Traducteur/Checker : Gray

Team : World Novel

 

Sunny marchait dans les couloirs vides de son château, enveloppé par les ombres. Partout où il passait, le pâle éclat du clair de lune disparaissait, dévoré par la marée des ténèbres. Ses pas étaient silencieux, tout comme ses pensées.

Levant une main recouverte d’un gant de soie noire, il passa ses doigts sur les gravures complexes, sans se soucier des événements décrits sur les anciens murs de pierre. C’étaient ses triomphes et ses victoires, gravés dans les annales de l’histoire… mais tout cela était si lointain et s’était produit il y a si longtemps, à l’aube de l’Âge des Héros.

Il avait été un héros autrefois, lui aussi, combattant les vestiges de la Corruption dans les royaumes mortels.
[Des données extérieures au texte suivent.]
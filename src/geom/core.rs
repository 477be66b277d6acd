use std::ops::{Add, Mul, Sub};

// ─────────────────────────────────────────────────────────────────────────────
// Vec3
// ─────────────────────────────────────────────────────────────────────────────

#[derive(Debug, Clone, Copy, PartialEq)]
pub struct Vec3 {
    pub x: f64,
    pub y: f64,
    pub z: f64,
}

impl Vec3 {
    /// Unit vector along the Z axis (the polar axis).
    pub const Z: Self = Self::new(0.0, 0.0, 1.0);

    #[must_use]
    pub const fn new(x: f64, y: f64, z: f64) -> Self {
        Self { x, y, z }
    }

    #[must_use]
    pub const fn from_array(arr: [f64; 3]) -> Self {
        Self::new(arr[0], arr[1], arr[2])
    }

    #[must_use]
    pub const fn to_array(self) -> [f64; 3] {
        [self.x, self.y, self.z]
    }

    #[must_use]
    pub fn length(self) -> f64 {
        self.dot(self).sqrt()
    }

    #[must_use]
    pub const fn dot(self, rhs: Self) -> f64 {
        self.x * rhs.x + self.y * rhs.y + self.z * rhs.z
    }

    /// Unit vector in the same direction, or `None` for zero/non-finite input.
    #[must_use]
    pub fn normalized(self) -> Option<Self> {
        let len = self.length();
        if len.is_finite() && len > 0.0 {
            Some(self.mul_scalar(1.0 / len))
        } else {
            None
        }
    }

    #[must_use]
    pub const fn mul_scalar(self, s: f64) -> Self {
        Self::new(self.x * s, self.y * s, self.z * s)
    }

    /// Rotates the vector about the Z axis by `angle` radians.
    #[must_use]
    pub fn rotate_z(self, angle: f64) -> Self {
        let (sin, cos) = angle.sin_cos();
        Self::new(
            self.x * cos - self.y * sin,
            self.x * sin + self.y * cos,
            self.z,
        )
    }

    #[must_use]
    pub fn is_finite(self) -> bool {
        self.x.is_finite() && self.y.is_finite() && self.z.is_finite()
    }
}

impl Add for Vec3 {
    type Output = Self;
    fn add(self, rhs: Self) -> Self::Output {
        Self::new(self.x + rhs.x, self.y + rhs.y, self.z + rhs.z)
    }
}

impl Sub for Vec3 {
    type Output = Self;
    fn sub(self, rhs: Self) -> Self::Output {
        Self::new(self.x - rhs.x, self.y - rhs.y, self.z - rhs.z)
    }
}

impl Mul<f64> for Vec3 {
    type Output = Self;
    fn mul(self, rhs: f64) -> Self::Output {
        self.mul_scalar(rhs)
    }
}

// ─────────────────────────────────────────────────────────────────────────────
// Point3
// ─────────────────────────────────────────────────────────────────────────────

/// A position in model space. Spherical coordinates are always taken about
/// [`Point3::ORIGIN`].
#[derive(Debug, Clone, Copy, PartialEq)]
pub struct Point3 {
    pub x: f64,
    pub y: f64,
    pub z: f64,
}

impl Point3 {
    pub const ORIGIN: Self = Self::new(0.0, 0.0, 0.0);

    #[must_use]
    pub const fn new(x: f64, y: f64, z: f64) -> Self {
        Self { x, y, z }
    }

    #[must_use]
    pub const fn from_array(arr: [f64; 3]) -> Self {
        Self::new(arr[0], arr[1], arr[2])
    }

    #[must_use]
    pub const fn to_array(self) -> [f64; 3] {
        [self.x, self.y, self.z]
    }

    /// Position vector from the origin.
    #[must_use]
    pub const fn to_vec3(self) -> Vec3 {
        Vec3::new(self.x, self.y, self.z)
    }

    /// Euclidean distance from the origin.
    #[must_use]
    pub fn norm(self) -> f64 {
        self.to_vec3().length()
    }

    #[must_use]
    pub fn distance_to(self, other: Self) -> f64 {
        (self.to_vec3() - other.to_vec3()).length()
    }

    #[must_use]
    pub fn is_finite(self) -> bool {
        self.to_vec3().is_finite()
    }
}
Il avait été rusé et intrépide, vaillant et implacable, plein de foi et d’espoir.

…L’Âge des Héros était révolu, mais Sunny subsistait encore.

À présent, tous ses serviteurs et guerriers étaient partis depuis longtemps, emportant avec eux les trésors dont il ne se souciait plus. Les couloirs du château étaient peuplés d’ombres, et de rien d’autre.
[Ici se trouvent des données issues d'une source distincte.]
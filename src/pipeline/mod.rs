//! Batch orchestration: discovery, optional inflation, projection and
//! optional masking, one input file at a time.
//!
//! Each job walks `Discovered → Inflated → Projected → Masked → Done`, skipping
//! the stages that are not configured. A failure in any stage fails only that
//! job; the batch carries on with the next file.

mod discover;
mod tools;

use std::ffi::OsString;
use std::fmt;
use std::path::{Path, PathBuf};
use std::str::FromStr;

use thiserror::Error;

use crate::equation::RadiusFunction;
use crate::geom::{ProjectionDiagnostics, ProjectionError, project_mesh};
use crate::io::{MeshIoError, MeshStore};

pub use discover::{DiscoveryError, GlobPattern, PathPair, discover_pairs, find_volume};
pub use tools::{
    DEFAULT_INFLATE_TOOL, DEFAULT_MASK_TOOL, ProcessRunner, ToolError, ToolInvocation,
    ToolRunner, ToolSettings,
};

pub const DEFAULT_INPUT_PATTERN: &str = "**/*.obj";
/// Environment variable naming the root of the installed MNI model data.
pub const DATAPATH_ENV: &str = "MNI_DATAPATH";
/// Template volume used for masking when none is found or given, relative to
/// [`DATAPATH_ENV`].
pub const DEFAULT_TEMPLATE: &str = "icbm152_model_09c/mni_icbm152_t1_tal_nlin_sym_09c.mnc";
pub const MASK_EXTENSION: &str = "mnc";

const INFLATED_SUFFIX: &str = "_inflated";
const PROJECTED_SUFFIX: &str = "_projected";

// ─── Configuration ──────────────────────────────────────────────────────────

#[derive(Debug, Error, Clone, PartialEq, Eq)]
pub enum InflationParseError {
    #[error("expected two comma-separated parameters, found {0}")]
    WrongCount(usize),
    #[error("inflation parameter `{0}` is not a number")]
    NotNumeric(String),
}

/// The two numeric parameters forwarded to the inflation tool.
///
/// The text is kept as given so the tool sees exactly what the user typed.
#[derive(Debug, Clone, PartialEq)]
pub struct InflationParameters {
    args: [String; 2],
    values: [f64; 2],
}

impl InflationParameters {
    #[must_use]
    pub fn args(&self) -> &[String; 2] {
        &self.args
    }

    #[must_use]
    pub fn values(&self) -> [f64; 2] {
        self.values
    }
}

impl FromStr for InflationParameters {
    type Err = InflationParseError;

    fn from_str(s: &str) -> Result<Self, Self::Err> {
        let parts: Vec<&str> = s.split(',').map(str::trim).collect();
        let [first, second] = parts.as_slice() else {
            return Err(InflationParseError::WrongCount(parts.len()));
        };

        let parse = |text: &str| {
            text.parse::<f64>()
                .ok()
                .filter(|value| value.is_finite())
                .ok_or_else(|| InflationParseError::NotNumeric(text.to_string()))
        };
        let values = [parse(*first)?, parse(*second)?];

        Ok(Self {
            args: [(*first).to_string(), (*second).to_string()],
            values,
        })
    }
}

impl fmt::Display for InflationParameters {
    fn fmt(&self, f: &mut fmt::Formatter<'_>) -> fmt::Result {
        write!(f, "{},{}", self.args[0], self.args[1])
    }
}

/// Where the masking template comes from.
///
/// A `*.mnc` volume in the input directory wins; otherwise `fallback_template`
/// is used.
#[derive(Debug, Clone, Default, PartialEq, Eq)]
pub struct MaskSettings {
    pub fallback_template: Option<PathBuf>,
}

impl MaskSettings {
    /// Uses `explicit` when given, else `$MNI_DATAPATH/<DEFAULT_TEMPLATE>`.
    #[must_use]
    pub fn with_fallback(explicit: Option<PathBuf>) -> Self {
        let fallback_template = explicit.or_else(|| {
            std::env::var_os(DATAPATH_ENV)
                .filter(|root| !root.is_empty())
                .map(|root| PathBuf::from(root).join(DEFAULT_TEMPLATE))
        });
        Self { fallback_template }
    }

    #[must_use]
    pub fn resolve_template(&self, input_dir: &Path) -> Option<PathBuf> {
        if let Some(found) = find_volume(input_dir) {
            log::debug!("using template volume {} from the input directory", found.display());
            return Some(found);
        }
        self.fallback_template
            .as_ref()
            .filter(|path| path.is_file())
            .cloned()
    }
}

/// Everything a batch needs. Built once, then only borrowed.
#[derive(Debug)]
pub struct PipelineConfig {
    pub equation: RadiusFunction,
    pub inflation: Option<InflationParameters>,
    pub mask: Option<MaskSettings>,
    pub tools: ToolSettings,
}

impl PipelineConfig {
    #[must_use]
    pub fn new(equation: RadiusFunction) -> Self {
        Self {
            equation,
            inflation: None,
            mask: None,
            tools: ToolSettings::default(),
        }
    }
}

// ─── Jobs ───────────────────────────────────────────────────────────────────

#[derive(Debug, Clone, Copy, PartialEq, Eq)]
pub enum JobStage {
    Discovered,
    Inflated,
    Projected,
    Masked,
    Done,
}

impl fmt::Display for JobStage {
    fn fmt(&self, f: &mut fmt::Formatter<'_>) -> fmt::Result {
        let name = match self {
            Self::Discovered => "discovery",
            Self::Inflated => "inflation",
            Self::Projected => "projection",
            Self::Masked => "masking",
            Self::Done => "done",
        };
        f.write_str(name)
    }
}

#[derive(Debug, Error)]
pub enum JobErrorKind {
    #[error(transparent)]
    Tool(#[from] ToolError),
    #[error(transparent)]
    Mesh(#[from] MeshIoError),
    #[error(transparent)]
    Projection(#[from] ProjectionError),
    #[error("no template volume in the input directory and no usable fallback")]
    MissingTemplate,
    #[error("cannot create {}: {source}", .path.display())]
    CreateDir {
        path: PathBuf,
        source: std::io::Error,
    },
}

/// A failed job: which file, which stage was being entered, and why.
#[derive(Debug, Error)]
#[error("{}: {stage} failed: {kind}", .input.display())]
pub struct JobError {
    pub input: PathBuf,
    pub stage: JobStage,
    #[source]
    pub kind: JobErrorKind,
}

#[derive(Debug, Clone)]
pub struct JobOutcome {
    pub input: PathBuf,
    /// The projected surface.
    pub output: PathBuf,
    pub inflated: Option<PathBuf>,
    pub mask: Option<PathBuf>,
    pub diagnostics: ProjectionDiagnostics,
}

/// `dir/name.ext` → `dir/name<suffix>.ext`
#[must_use]
pub fn with_stem_suffix(path: &Path, suffix: &str) -> PathBuf {
    let mut name = path.file_stem().map(OsString::from).unwrap_or_default();
    name.push(suffix);
    if let Some(ext) = path.extension() {
        name.push(".");
        name.push(ext);
    }
    path.with_file_name(name)
}

/// Runs one file through the configured stages.
///
/// `template` is the already-resolved masking template; it is only consulted
/// when masking is enabled.
///
/// # Errors
/// Returns a [`JobError`] naming the stage that failed.
pub fn run_job(
    config: &PipelineConfig,
    pair: &PathPair,
    template: Option<&Path>,
    store: &impl MeshStore,
    runner: &impl ToolRunner,
) -> Result<JobOutcome, JobError> {
    let fail = |stage: JobStage| {
        move |kind: JobErrorKind| JobError {
            input: pair.input.clone(),
            stage,
            kind,
        }
    };
    let input = pair.input.display();
    log::debug!("{input}: {}", JobStage::Discovered);

    let (source, output, inflated) = match &config.inflation {
        Some(parameters) => {
            let inflated = with_stem_suffix(&pair.output, INFLATED_SUFFIX);
            ensure_parent(&inflated).map_err(fail(JobStage::Inflated))?;
            let invocation = config.tools.inflate(&pair.input, &inflated, parameters);
            runner
                .run(&invocation)
                .map_err(|error| fail(JobStage::Inflated)(error.into()))?;
            log::debug!("{input}: {} -> {}", JobStage::Inflated, inflated.display());

            let projected = with_stem_suffix(&pair.output, PROJECTED_SUFFIX);
            (inflated.clone(), projected, Some(inflated))
        }
        None => (pair.input.clone(), pair.output.clone(), None),
    };

    let mesh = store
        .load(&source)
        .map_err(|error| fail(JobStage::Projected)(error.into()))?;
    let (projected, diagnostics) = project_mesh(&mesh, &config.equation)
        .map_err(|error| fail(JobStage::Projected)(error.into()))?;
    store
        .save(&projected, &output)
        .map_err(|error| fail(JobStage::Projected)(error.into()))?;
    log::debug!("{input}: {} -> {}", JobStage::Projected, output.display());

    let mask = match &config.mask {
        Some(_) => {
            let template =
                template.ok_or_else(|| fail(JobStage::Masked)(JobErrorKind::MissingTemplate))?;
            let mask = output.with_extension(MASK_EXTENSION);
            let invocation = config.tools.mask(template, &output, &mask);
            runner
                .run(&invocation)
                .map_err(|error| fail(JobStage::Masked)(error.into()))?;
            log::debug!("{input}: {} -> {}", JobStage::Masked, mask.display());
            Some(mask)
        }
        None => None,
    };

    log::info!("{input}: {}; {}", JobStage::Done, diagnostics.summary());

    Ok(JobOutcome {
        input: pair.input.clone(),
        output,
        inflated,
        mask,
        diagnostics,
    })
}

fn ensure_parent(path: &Path) -> Result<(), JobErrorKind> {
    match path.parent() {
        Some(parent) if !parent.as_os_str().is_empty() => {
            std::fs::create_dir_all(parent).map_err(|source| JobErrorKind::CreateDir {
                path: parent.to_path_buf(),
                source,
            })
        }
        _ => Ok(()),
    }
}

// ─── Batches ────────────────────────────────────────────────────────────────

#[derive(Debug, Default)]
pub struct BatchReport {
    pub completed: Vec<JobOutcome>,
    pub failed: Vec<JobError>,
}

impl BatchReport {
    #[must_use]
    pub fn is_success(&self) -> bool {
        self.failed.is_empty()
    }

    #[must_use]
    pub fn summary(&self) -> String {
        format!(
            "{} file(s) processed, {} failed",
            self.completed.len() + self.failed.len(),
            self.failed.len()
        )
    }
}

/// Runs every pair in order. Failures are logged and collected; they never
/// stop the batch.
pub fn run_batch(
    config: &PipelineConfig,
    input_dir: &Path,
    pairs: &[PathPair],
    store: &impl MeshStore,
    runner: &impl ToolRunner,
) -> BatchReport {
    let template = config
        .mask
        .as_ref()
        .and_then(|mask| mask.resolve_template(input_dir));
    if config.mask.is_some() {
        match &template {
            Some(path) => log::info!("masking with template {}", path.display()),
            None => log::warn!("masking requested but no template volume is available"),
        }
    }

    let mut report = BatchReport::default();
    for pair in pairs {
        match run_job(config, pair, template.as_deref(), store, runner) {
            Ok(outcome) => report.completed.push(outcome),
            Err(error) => {
                log::error!("{error}");
                report.failed.push(error);
            }
        }
    }
    log::info!("{}", report.summary());
    report
}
Enfin… à l’exception d’un fidèle imbécile, trop têtu pour comprendre l’allusion.

Désolé, petit. Tu aurais dû trouver un meilleur maître…
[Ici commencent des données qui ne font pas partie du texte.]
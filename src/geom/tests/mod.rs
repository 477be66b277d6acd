mod test_projection_basic;
mod test_spherical_basic;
Pourquoi son cœur lui faisait-il si mal tout à coup ?

Sunny ouvrit les portes de la cour, sans prendre la peine de les refermer. Son château serait, sans aucun doute, bientôt envahi par l’un des autres Seigneurs de la Chaîne. Ou peut-être même par une bande de bandits quelconques… il ne s’en souciait guère non plus.

Debout dans l’obscurité, Sunny hésita, puis sortit deux couteaux des fourreaux cachés sur ses avant-bras. L’un semblait taillé dans un seul morceau de verre fantomatique, l’autre dans une belle braise.

L’un était le couteau que lui avait confié le Seigneur de la Lumière, l’autre était celui qu’il avait volé.

Le cauchemar qu’il avait vu devait être dû à un sentiment de culpabilité qu’il ne soupçonnait pas. Mais pourquoi l’aurait-il fait ? Cet imbécile n’avait qu’à s’en prendre à lui-même pour avoir perdu le couteau au profit de Sunny.

Et les deux frères n’étaient sûrement pas assez fous pour inventer quelque chose d’aussi déplaisant… du moins pas encore.

Sunny soupira et secoua la tête, indifférent au sort des autres immortels. Puis, il se tourna légèrement et observa une grande silhouette qui émergeait des ténèbres.

Un démon imposant à la peau gris pâle, aux quatre bras et aux cornes torsadées s’approcha de lui et baissa la tête, une expression de tristesse contorsionnant les lignes bestiales de son visage.

Sunny sourit.

“Ne fais pas cette tête, petit. Tu savais que cela finirait par arriver.”

Le démon ne répondit pas.

…Non pas qu’il en ait été capable.

Avec un autre soupir, Sunny rangea le couteau de braise dans son fourreau, et tendit celui de verre à la grande créature, qui hésita quelques instants avant de le prendre avec crainte et révérence.

“Fais attention à ne pas le faire tomber. C’est un dieu qui a fabriqué ce couteau, tu sais ? C’est une chose très précieuse… suffisamment précieuse pour que même toi tu ne sois pas apte à le manier. Les autres te mangeront tout cru s’ils l’apprennent.”

Il regarda au nord-est, réfléchissant à quelque chose, puis ajouta.

“…Emmène-le au Temple du Calice et donne-le à la Vierge Guerrière. Dis-lui… dis-lui que nous nous reverrons dans le Royaume de l’Ombre. C’est le dernier ordre que je te donne, petit. Après cela, tu seras libre.”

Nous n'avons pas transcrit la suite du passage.